**Assigned task:** Where in the data does the word "resets" appear? Find those lines and copy them.

**Exercise material:**
- Opening Delimiter -
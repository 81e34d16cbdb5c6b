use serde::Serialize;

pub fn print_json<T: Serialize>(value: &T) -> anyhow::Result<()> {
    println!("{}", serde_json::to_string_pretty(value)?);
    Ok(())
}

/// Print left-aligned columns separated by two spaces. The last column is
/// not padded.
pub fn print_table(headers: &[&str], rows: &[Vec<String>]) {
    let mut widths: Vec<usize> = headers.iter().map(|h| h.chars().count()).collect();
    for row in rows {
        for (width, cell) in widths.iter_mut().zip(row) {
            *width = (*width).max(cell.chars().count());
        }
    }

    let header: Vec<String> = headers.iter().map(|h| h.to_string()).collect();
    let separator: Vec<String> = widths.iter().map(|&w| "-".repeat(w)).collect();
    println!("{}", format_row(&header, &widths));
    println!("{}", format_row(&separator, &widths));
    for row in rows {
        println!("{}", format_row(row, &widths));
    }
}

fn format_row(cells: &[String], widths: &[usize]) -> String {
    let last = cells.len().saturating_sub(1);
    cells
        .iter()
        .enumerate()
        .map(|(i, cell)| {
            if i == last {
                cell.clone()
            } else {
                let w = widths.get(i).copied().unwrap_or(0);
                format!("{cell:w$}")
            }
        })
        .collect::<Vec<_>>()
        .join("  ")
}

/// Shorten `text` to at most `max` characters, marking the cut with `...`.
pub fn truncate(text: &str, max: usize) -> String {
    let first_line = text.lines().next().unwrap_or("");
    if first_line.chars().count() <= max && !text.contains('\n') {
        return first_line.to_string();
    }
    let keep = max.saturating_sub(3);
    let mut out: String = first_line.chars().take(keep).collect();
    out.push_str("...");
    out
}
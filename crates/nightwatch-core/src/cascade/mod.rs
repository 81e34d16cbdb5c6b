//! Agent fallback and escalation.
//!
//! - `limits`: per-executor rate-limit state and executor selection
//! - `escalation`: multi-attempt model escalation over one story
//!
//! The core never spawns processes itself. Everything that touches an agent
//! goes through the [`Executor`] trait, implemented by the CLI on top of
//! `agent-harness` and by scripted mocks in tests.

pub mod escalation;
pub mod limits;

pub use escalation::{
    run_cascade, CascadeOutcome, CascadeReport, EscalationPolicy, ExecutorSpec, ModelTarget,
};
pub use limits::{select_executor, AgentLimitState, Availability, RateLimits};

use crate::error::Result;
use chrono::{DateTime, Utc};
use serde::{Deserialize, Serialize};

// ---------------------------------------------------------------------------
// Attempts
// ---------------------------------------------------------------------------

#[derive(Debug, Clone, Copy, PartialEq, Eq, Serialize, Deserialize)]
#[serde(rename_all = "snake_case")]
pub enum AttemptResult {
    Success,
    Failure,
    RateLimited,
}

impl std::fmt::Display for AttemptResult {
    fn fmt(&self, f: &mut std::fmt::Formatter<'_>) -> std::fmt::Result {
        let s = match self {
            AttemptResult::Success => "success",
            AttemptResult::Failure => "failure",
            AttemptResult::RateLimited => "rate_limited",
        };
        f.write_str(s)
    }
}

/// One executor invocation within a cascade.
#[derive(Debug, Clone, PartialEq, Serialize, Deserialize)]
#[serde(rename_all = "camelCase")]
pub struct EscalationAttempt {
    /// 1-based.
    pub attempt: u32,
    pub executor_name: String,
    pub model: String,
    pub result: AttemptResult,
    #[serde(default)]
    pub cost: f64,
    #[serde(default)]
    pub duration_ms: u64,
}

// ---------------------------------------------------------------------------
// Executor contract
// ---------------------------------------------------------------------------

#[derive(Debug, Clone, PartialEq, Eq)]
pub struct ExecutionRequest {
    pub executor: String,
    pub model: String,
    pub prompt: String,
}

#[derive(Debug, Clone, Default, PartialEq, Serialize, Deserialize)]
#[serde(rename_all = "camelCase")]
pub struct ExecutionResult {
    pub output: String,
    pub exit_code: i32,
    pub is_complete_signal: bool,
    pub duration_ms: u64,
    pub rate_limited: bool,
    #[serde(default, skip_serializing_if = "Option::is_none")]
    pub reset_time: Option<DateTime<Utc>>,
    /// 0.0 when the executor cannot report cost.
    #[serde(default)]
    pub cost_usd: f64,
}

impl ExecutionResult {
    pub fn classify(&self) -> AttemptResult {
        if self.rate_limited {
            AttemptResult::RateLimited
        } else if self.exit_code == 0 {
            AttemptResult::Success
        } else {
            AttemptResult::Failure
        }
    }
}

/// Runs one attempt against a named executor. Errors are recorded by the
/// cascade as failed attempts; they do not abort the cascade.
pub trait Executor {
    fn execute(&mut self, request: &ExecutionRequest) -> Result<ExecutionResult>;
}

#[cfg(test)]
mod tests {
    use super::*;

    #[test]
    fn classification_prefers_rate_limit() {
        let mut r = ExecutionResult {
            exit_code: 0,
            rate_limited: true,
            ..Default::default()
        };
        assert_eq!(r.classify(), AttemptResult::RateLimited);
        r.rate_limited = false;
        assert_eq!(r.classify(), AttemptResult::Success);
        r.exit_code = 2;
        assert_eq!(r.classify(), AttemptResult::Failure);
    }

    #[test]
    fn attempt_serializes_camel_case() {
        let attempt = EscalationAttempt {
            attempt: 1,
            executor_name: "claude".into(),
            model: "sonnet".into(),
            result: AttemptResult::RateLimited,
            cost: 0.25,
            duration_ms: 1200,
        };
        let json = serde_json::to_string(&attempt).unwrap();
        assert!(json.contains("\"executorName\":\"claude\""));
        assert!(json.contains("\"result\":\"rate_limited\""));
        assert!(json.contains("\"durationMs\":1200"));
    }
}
- Closing Delimiter -
- Opening Delimiter -
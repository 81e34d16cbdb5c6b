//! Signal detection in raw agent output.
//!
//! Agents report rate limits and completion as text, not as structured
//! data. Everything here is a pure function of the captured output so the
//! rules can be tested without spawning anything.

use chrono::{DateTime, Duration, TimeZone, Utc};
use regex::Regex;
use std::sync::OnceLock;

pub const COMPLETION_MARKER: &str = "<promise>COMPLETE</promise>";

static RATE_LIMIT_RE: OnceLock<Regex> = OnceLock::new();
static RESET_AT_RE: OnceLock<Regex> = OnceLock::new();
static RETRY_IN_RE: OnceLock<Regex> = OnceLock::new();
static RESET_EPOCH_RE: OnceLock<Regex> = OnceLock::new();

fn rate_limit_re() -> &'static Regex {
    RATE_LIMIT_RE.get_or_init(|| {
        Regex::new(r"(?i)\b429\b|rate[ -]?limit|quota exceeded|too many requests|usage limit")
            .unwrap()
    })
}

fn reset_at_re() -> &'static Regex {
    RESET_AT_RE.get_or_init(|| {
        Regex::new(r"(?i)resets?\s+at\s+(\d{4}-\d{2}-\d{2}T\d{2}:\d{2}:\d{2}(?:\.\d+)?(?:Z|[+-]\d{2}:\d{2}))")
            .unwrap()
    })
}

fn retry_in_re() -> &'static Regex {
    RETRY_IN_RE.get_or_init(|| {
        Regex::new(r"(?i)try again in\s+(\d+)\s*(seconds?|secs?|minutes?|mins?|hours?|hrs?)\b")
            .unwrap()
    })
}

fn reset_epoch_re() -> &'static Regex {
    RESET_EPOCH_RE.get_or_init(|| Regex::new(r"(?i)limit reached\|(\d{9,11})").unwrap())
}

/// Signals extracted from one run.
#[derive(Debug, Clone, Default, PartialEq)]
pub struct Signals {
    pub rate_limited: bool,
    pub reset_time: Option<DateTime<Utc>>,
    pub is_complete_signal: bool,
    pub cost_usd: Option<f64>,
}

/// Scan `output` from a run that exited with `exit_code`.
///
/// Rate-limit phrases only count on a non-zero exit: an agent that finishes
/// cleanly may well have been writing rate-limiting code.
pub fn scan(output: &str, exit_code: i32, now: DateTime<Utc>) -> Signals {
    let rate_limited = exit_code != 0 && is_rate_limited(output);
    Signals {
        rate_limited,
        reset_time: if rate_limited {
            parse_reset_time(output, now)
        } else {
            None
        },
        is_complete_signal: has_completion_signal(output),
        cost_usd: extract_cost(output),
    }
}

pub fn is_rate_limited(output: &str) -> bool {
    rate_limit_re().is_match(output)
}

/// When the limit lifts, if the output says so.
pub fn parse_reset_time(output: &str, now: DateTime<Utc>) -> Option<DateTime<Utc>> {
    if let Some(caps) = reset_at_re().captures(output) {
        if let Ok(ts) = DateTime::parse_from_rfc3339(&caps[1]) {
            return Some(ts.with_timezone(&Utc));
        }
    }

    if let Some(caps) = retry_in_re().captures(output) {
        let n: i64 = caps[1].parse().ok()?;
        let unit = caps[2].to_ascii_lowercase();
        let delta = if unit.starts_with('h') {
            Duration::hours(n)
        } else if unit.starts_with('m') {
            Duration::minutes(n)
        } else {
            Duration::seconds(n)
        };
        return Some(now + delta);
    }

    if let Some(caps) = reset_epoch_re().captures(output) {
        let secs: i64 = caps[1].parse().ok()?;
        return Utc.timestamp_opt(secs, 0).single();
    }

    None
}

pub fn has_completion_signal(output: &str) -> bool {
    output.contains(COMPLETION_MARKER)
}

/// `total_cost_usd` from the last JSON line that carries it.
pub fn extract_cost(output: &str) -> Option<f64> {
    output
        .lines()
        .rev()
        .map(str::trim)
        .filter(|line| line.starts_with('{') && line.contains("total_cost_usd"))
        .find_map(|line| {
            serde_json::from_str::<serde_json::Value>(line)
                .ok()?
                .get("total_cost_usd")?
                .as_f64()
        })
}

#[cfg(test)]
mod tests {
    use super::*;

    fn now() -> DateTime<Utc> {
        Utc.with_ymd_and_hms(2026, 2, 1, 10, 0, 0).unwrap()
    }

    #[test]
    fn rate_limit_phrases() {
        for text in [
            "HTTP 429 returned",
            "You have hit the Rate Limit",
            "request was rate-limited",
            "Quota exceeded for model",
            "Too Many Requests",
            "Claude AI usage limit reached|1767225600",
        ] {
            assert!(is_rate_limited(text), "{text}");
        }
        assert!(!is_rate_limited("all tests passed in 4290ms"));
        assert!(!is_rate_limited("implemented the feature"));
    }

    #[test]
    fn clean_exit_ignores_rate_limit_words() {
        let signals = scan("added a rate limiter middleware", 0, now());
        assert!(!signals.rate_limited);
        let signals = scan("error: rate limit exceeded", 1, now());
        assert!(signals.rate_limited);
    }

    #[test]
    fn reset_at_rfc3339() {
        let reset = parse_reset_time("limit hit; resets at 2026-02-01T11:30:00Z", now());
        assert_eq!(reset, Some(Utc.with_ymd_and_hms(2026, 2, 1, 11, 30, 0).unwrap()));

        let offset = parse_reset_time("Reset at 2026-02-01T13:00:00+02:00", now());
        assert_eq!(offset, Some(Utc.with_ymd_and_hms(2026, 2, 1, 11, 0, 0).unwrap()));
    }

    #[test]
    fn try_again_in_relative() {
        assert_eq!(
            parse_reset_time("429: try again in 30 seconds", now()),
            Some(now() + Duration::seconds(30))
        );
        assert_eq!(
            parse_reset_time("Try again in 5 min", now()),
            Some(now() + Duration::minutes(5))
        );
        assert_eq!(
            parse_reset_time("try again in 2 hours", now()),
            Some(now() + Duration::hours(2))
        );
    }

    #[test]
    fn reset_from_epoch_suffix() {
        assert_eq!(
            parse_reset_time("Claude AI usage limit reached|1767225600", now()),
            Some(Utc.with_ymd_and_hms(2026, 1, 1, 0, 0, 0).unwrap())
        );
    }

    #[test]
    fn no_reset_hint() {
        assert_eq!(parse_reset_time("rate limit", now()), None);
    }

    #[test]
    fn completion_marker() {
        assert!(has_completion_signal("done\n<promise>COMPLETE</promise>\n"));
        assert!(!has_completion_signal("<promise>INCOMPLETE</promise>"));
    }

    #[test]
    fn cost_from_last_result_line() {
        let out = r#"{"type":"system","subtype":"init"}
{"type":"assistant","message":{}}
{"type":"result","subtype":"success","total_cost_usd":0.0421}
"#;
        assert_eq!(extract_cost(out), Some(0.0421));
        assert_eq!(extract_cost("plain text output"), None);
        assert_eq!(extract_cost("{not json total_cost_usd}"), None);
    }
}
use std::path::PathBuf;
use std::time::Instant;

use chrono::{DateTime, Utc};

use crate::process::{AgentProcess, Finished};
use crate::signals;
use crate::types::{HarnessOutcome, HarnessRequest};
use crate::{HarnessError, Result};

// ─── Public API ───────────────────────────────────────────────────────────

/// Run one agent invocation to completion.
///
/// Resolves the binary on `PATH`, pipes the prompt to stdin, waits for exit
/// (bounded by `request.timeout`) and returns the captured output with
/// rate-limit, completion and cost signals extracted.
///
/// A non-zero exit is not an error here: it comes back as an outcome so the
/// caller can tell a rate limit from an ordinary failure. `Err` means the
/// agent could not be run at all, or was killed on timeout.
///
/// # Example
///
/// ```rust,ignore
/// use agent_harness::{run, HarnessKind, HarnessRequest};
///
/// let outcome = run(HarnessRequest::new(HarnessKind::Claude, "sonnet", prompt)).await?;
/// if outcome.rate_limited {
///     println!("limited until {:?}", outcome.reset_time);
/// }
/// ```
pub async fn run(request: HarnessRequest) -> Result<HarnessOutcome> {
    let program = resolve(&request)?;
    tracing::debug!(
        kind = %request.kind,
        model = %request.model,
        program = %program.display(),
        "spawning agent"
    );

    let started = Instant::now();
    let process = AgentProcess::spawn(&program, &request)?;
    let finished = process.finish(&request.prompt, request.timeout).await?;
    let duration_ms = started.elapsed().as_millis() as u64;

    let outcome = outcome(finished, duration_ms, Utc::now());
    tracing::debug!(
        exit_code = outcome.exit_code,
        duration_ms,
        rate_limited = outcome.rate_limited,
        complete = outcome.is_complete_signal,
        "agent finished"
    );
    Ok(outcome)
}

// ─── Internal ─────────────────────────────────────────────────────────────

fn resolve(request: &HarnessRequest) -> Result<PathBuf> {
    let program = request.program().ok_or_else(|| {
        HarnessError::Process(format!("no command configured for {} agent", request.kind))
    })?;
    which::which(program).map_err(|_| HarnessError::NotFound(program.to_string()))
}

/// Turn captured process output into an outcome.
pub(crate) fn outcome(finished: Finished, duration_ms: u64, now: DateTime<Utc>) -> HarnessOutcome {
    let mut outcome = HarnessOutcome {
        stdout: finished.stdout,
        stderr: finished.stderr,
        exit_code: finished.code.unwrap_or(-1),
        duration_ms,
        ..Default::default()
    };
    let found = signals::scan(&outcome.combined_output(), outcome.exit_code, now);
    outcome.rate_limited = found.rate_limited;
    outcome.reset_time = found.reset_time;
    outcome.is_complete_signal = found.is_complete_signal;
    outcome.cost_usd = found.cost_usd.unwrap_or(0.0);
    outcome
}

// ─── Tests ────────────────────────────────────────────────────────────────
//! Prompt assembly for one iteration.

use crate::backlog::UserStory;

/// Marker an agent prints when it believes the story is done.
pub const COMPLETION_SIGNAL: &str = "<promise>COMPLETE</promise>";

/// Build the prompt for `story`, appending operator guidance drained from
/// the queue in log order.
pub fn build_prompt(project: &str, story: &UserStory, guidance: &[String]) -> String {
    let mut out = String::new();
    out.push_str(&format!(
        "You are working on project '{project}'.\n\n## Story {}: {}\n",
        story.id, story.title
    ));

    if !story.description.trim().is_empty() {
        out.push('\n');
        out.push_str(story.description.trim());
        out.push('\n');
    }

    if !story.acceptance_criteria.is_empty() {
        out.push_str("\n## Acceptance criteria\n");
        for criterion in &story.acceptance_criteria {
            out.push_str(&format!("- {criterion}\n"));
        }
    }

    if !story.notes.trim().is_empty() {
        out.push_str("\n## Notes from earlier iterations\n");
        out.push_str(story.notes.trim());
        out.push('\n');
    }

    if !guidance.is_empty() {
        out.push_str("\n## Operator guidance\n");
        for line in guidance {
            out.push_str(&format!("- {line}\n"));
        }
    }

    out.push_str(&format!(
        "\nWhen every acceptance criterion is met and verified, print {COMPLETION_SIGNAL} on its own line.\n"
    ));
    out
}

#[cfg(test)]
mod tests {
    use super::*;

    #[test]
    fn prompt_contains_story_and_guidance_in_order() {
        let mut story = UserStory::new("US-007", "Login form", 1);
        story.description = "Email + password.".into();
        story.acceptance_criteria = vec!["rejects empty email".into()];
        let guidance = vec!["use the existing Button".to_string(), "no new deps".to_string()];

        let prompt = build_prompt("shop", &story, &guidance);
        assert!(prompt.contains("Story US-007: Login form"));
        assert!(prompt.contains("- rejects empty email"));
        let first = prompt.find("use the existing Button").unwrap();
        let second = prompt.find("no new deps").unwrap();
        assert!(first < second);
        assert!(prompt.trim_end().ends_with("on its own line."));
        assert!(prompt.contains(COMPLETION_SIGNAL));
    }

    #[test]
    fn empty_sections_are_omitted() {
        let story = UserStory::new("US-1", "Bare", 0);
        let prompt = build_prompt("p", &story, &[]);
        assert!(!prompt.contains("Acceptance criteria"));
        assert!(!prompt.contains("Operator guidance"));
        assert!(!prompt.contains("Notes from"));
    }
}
- Closing Delimiter -
**Result of this exercise:**
        Regex::new(r"(?i)resets?\s+at\s+(\d{4}-\d{2}-\d{2}T\d{2}:\d{2}:\d{2}(?:\.\d+)?(?:Z|[+-]\d{2}:\d{2}))")
        let reset = parse_reset_time("limit hit; resets at 2026-02-01T11:30:00Z", now());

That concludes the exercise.